* What you are asked to do *
Write out every line below that contains "record".

*** Exercise input ***

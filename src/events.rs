//! Inbound transaction events.
//!
//! Upstream publishes one JSON object per record. `decode` turns the raw
//! payload into a validated `TransactionEvent` or a `DecodeError`; nothing
//! past this point ever sees untyped JSON.

use chrono::NaiveDate;
use rust_decimal::Decimal;
use serde::{Deserialize, Serialize};

use crate::error::DecodeError;

/// Money movement direction as reported by the bank.
#[derive(Debug, Clone, Copy, PartialEq, Eq, Hash, Serialize, Deserialize)]
#[serde(rename_all = "UPPERCASE")]
pub enum Direction {
    #[serde(alias = "credit", alias = "Credit")]
    Credit,
    #[serde(alias = "debit", alias = "Debit")]
    Debit,
}

impl Direction {
    pub fn as_str(&self) -> &'static str {
        match self {
            Direction::Credit => "CREDIT",
            Direction::Debit => "DEBIT",
        }
    }
}

impl std::fmt::Display for Direction {
    fn fmt(&self, f: &mut std::fmt::Formatter<'_>) -> std::fmt::Result {
        f.write_str(self.as_str())
    }
}

/// A bank transaction as published by the sync service.
#[derive(Debug, Clone, PartialEq, Serialize, Deserialize)]
#[serde(rename_all = "camelCase")]
pub struct TransactionEvent {
    pub transaction_id: i64,
    #[serde(default)]
    pub user_id: Option<String>,
    pub account_id: i64,
    pub amount: Decimal,
    pub currency: String,
    pub direction: Direction,
    pub booking_date: NaiveDate,
    #[serde(default)]
    pub description_raw: Option<String>,
    #[serde(default)]
    pub description_display: Option<String>,
    /// Legacy single-description field, used only when both others are empty.
    #[serde(default)]
    pub description: Option<String>,
}

impl TransactionEvent {
    /// Description used for rule classification.
    ///
    /// Display text wins over raw text, which wins over the legacy field.
    /// Blank strings count as absent.
    pub fn effective_description(&self) -> Option<&str> {
        [
            &self.description_display,
            &self.description_raw,
            &self.description,
        ]
        .into_iter()
        .filter_map(|d| d.as_deref())
        .find(|d| !d.trim().is_empty())
    }
}

/// Decode one stream record into a `TransactionEvent`.
pub fn decode(payload: &[u8]) -> Result<TransactionEvent, DecodeError> {
    let event: TransactionEvent = serde_json::from_slice(payload)?;

    if event.transaction_id <= 0 {
        return Err(DecodeError::InvalidField {
            field: "transactionId",
            reason: format!("must be positive, got {}", event.transaction_id),
        });
    }
    if event.currency.trim().is_empty() {
        return Err(DecodeError::InvalidField {
            field: "currency",
            reason: "must not be empty".into(),
        });
    }

    Ok(event)
}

*** End of Exercise input ***

* Solved exercise *
//! Upstream publishes one JSON object per record. `decode` turns the raw
/// Decode one stream record into a `TransactionEvent`.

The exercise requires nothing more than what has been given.